Your instructions: An exact, complete copy of the entries that follow is needed.

Data section:
//! Summary metrics of a blast sequence.

use std::collections::HashSet;

use blastline_model::{BlastConnection, PatternData, SimulationMetrics};

use crate::group_by_delay;

/// Tail added to the last delay for terminal effects.
const METRICS_TAIL_MS: u64 = 1000;

/// Score points lost per simultaneous detonation.
const SAFETY_PENALTY_PER_HOLE: f64 = 10.0;

/// Compute metrics for a sequence.
///
/// Without a pattern or without connections nothing detonates: every field
/// is zero except the safety score, which is maximal.
pub fn calculate_metrics(
    pattern: Option<&PatternData>,
    connections: &[BlastConnection],
) -> SimulationMetrics {
    let Some(pattern) = pattern else {
        return SimulationMetrics::empty();
    };
    if connections.is_empty() {
        return SimulationMetrics::empty();
    }

    let mut delays: Vec<u32> = connections.iter().map(|c| c.delay).collect();
    delays.sort_unstable();

    let first = u64::from(delays[0]);
    let last = u64::from(delays[delays.len() - 1]);
    let total_blast_time = last + METRICS_TAIL_MS;

    // Mean gap across the full ordered sample, duplicates included.
    let average_delay_between_holes = if delays.len() > 1 {
        ((last - first) as f64 / (delays.len() - 1) as f64).round() as u64
    } else {
        0
    };

    let max_simultaneous_detonations = group_by_delay(connections)
        .values()
        .map(Vec::len)
        .max()
        .unwrap_or(0);

    let efficiency_score = (100.0 - total_blast_time as f64 / 100.0).max(0.0).round() as u32;
    let safety_score = (100.0 - max_simultaneous_detonations as f64 * SAFETY_PENALTY_PER_HOLE)
        .max(0.0)
        .round() as u32;

    let connection_utilization = if pattern.is_empty() {
        0
    } else {
        let connected: HashSet<&str> = connections
            .iter()
            .flat_map(|c| [c.from_hole_id.as_str(), c.to_hole_id.as_str()])
            .collect();
        let touched = pattern
            .drill_points
            .iter()
            .filter(|h| connected.contains(h.id.as_str()))
            .count();
        (touched as f64 / pattern.hole_count() as f64 * 100.0).round() as u32
    };

    SimulationMetrics {
        total_blast_time,
        average_delay_between_holes,
        max_simultaneous_detonations,
        efficiency_score,
        safety_score,
        connection_utilization,
    }
}
//! Blastline Simulation Runner
//!
//! Load a scenario, report on it, play it back and print the export.
//!
//! ```text
//! blastline-sim <scenario.json> [speed]
//! ```

use std::env;
use std::sync::Arc;

use blastline_sim::{spawn_playback, Scenario, SequenceStore, SessionConfig, SessionContext};
use tokio::sync::Mutex;
use tracing_subscriber::{layer::SubscriberExt, util::SubscriberInitExt, EnvFilter};

#[tokio::main]
async fn main() -> Result<(), Box<dyn std::error::Error>> {
    tracing_subscriber::registry()
        .with(
            EnvFilter::try_from_default_env()
                .unwrap_or_else(|_| "blastline_sim=info,blastline=info".into()),
        )
        .with(tracing_subscriber::fmt::layer())
        .init();

    let args: Vec<String> = env::args().collect();
    let Some(path) = args.get(1) else {
        eprintln!("usage: blastline-sim <scenario.json> [speed]");
        std::process::exit(2);
    };

    let mut config = SessionConfig::from_env()?;
    if let Some(raw) = args.get(2) {
        config.initial_speed = raw.parse()?;
    }
    let period = config.tick_interval;

    let scenario = Scenario::load(path)?;
    tracing::info!(
        scenario = %path,
        holes = scenario.pattern.hole_count(),
        connections = scenario.connections.len(),
        "scenario loaded"
    );

    let mut store = SequenceStore::new(SessionContext::new("local", "local"), config);
    store.set_pattern_data(scenario.pattern);
    store.set_connections(scenario.connections);

    let report = store.validation();
    tracing::info!(
        valid = report.is_valid,
        warnings = report.warnings.len(),
        errors = report.errors.len(),
        "validation"
    );
    for warning in &report.warnings {
        tracing::warn!(kind = ?warning.kind, severity = ?warning.severity, "{}", warning.message);
    }
    for error in &report.errors {
        tracing::error!(kind = ?error.kind, "{}", error.message);
    }
    for suggestion in &report.suggestions {
        tracing::info!("{} ({})", suggestion.message, suggestion.potential_improvement);
    }

    let metrics = store.metrics();
    tracing::info!(
        total_blast_time = metrics.total_blast_time,
        average_delay = metrics.average_delay_between_holes,
        max_simultaneous = metrics.max_simultaneous_detonations,
        efficiency = metrics.efficiency_score,
        safety = metrics.safety_score,
        utilization = metrics.connection_utilization,
        "metrics"
    );
    for marker in store.timeline_markers() {
        tracing::info!(time = marker.time, "{}", marker.label);
    }

    store.play()?;
    let store = Arc::new(Mutex::new(store));
    let frames = spawn_playback(store.clone(), period).await?;

    let store = store.lock().await;
    let state = store.simulation_state();
    tracing::info!(
        frames,
        time = state.current_time,
        steps = state.current_step,
        "playback finished"
    );

    println!("{}", store.export_blast_sequence_data()?.to_json()?);
    Ok(())
}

Solution for this task:
//! Summary metrics of a blast sequence.

use std::collections::HashSet;

use blastline_model::{BlastConnection, PatternData, SimulationMetrics};

use crate::group_by_delay;

/// Tail added to the last delay for terminal effects.
const METRICS_TAIL_MS: u64 = 1000;

/// Score points lost per simultaneous detonation.
const SAFETY_PENALTY_PER_HOLE: f64 = 10.0;

/// Compute metrics for a sequence.
///
/// Without a pattern or without connections nothing detonates: every field
/// is zero except the safety score, which is maximal.
pub fn calculate_metrics(
    pattern: Option<&PatternData>,
    connections: &[BlastConnection],
) -> SimulationMetrics {
    let Some(pattern) = pattern else {
        return SimulationMetrics::empty();
    };
    if connections.is_empty() {
        return SimulationMetrics::empty();
    }

    let mut delays: Vec<u32> = connections.iter().map(|c| c.delay).collect();
    delays.sort_unstable();

    let first = u64::from(delays[0]);
    let last = u64::from(delays[delays.len() - 1]);
    let total_blast_time = last + METRICS_TAIL_MS;

    // Mean gap across the full ordered sample, duplicates included.
    let average_delay_between_holes = if delays.len() > 1 {
        ((last - first) as f64 / (delays.len() - 1) as f64).round() as u64
    } else {
        0
    };

    let max_simultaneous_detonations = group_by_delay(connections)
        .values()
        .map(Vec::len)
        .max()
        .unwrap_or(0);

    let efficiency_score = (100.0 - total_blast_time as f64 / 100.0).max(0.0).round() as u32;
    let safety_score = (100.0 - max_simultaneous_detonations as f64 * SAFETY_PENALTY_PER_HOLE)
        .max(0.0)
        .round() as u32;

    let connection_utilization = if pattern.is_empty() {
        0
    } else {
        let connected: HashSet<&str> = connections
            .iter()
            .flat_map(|c| [c.from_hole_id.as_str(), c.to_hole_id.as_str()])
            .collect();
        let touched = pattern
            .drill_points
            .iter()
            .filter(|h| connected.contains(h.id.as_str()))
            .count();
        (touched as f64 / pattern.hole_count() as f64 * 100.0).round() as u32
    };

    SimulationMetrics {
        total_blast_time,
        average_delay_between_holes,
        max_simultaneous_detonations,
        efficiency_score,
        safety_score,
        connection_utilization,
    }
}
//! Blastline Simulation Runner
//!
//! Load a scenario, report on it, play it back and print the export.
//!
//! ```text
//! blastline-sim <scenario.json> [speed]
//! ```

use std::env;
use std::sync::Arc;

use blastline_sim::{spawn_playback, Scenario, SequenceStore, SessionConfig, SessionContext};
use tokio::sync::Mutex;
use tracing_subscriber::{layer::SubscriberExt, util::SubscriberInitExt, EnvFilter};

#[tokio::main]
async fn main() -> Result<(), Box<dyn std::error::Error>> {
    tracing_subscriber::registry()
        .with(
            EnvFilter::try_from_default_env()
                .unwrap_or_else(|_| "blastline_sim=info,blastline=info".into()),
        )
        .with(tracing_subscriber::fmt::layer())
        .init();

    let args: Vec<String> = env::args().collect();
    let Some(path) = args.get(1) else {
        eprintln!("usage: blastline-sim <scenario.json> [speed]");
        std::process::exit(2);
    };

    let mut config = SessionConfig::from_env()?;
    if let Some(raw) = args.get(2) {
        config.initial_speed = raw.parse()?;
    }
    let period = config.tick_interval;

    let scenario = Scenario::load(path)?;
    tracing::info!(
        scenario = %path,
        holes = scenario.pattern.hole_count(),
        connections = scenario.connections.len(),
        "scenario loaded"
    );

    let mut store = SequenceStore::new(SessionContext::new("local", "local"), config);
    store.set_pattern_data(scenario.pattern);
    store.set_connections(scenario.connections);

    let report = store.validation();
    tracing::info!(
        valid = report.is_valid,
        warnings = report.warnings.len(),
        errors = report.errors.len(),
        "validation"
    );
    for warning in &report.warnings {
        tracing::warn!(kind = ?warning.kind, severity = ?warning.severity, "{}", warning.message);
    }
    for error in &report.errors {
        tracing::error!(kind = ?error.kind, "{}", error.message);
    }
    for suggestion in &report.suggestions {
        tracing::info!("{} ({})", suggestion.message, suggestion.potential_improvement);
    }

    let metrics = store.metrics();
    tracing::info!(
        total_blast_time = metrics.total_blast_time,
        average_delay = metrics.average_delay_between_holes,
        max_simultaneous = metrics.max_simultaneous_detonations,
        efficiency = metrics.efficiency_score,
        safety = metrics.safety_score,
        utilization = metrics.connection_utilization,
        "metrics"
    );
    for marker in store.timeline_markers() {
        tracing::info!(time = marker.time, "{}", marker.label);
    }

    store.play()?;
    let store = Arc::new(Mutex::new(store));
    let frames = spawn_playback(store.clone(), period).await?;

    let store = store.lock().await;
    let state = store.simulation_state();
    tracing::info!(
        frames,
        time = state.current_time,
        steps = state.current_step,
        "playback finished"
    );

    println!("{}", store.export_blast_sequence_data()?.to_json()?);
    Ok(())
}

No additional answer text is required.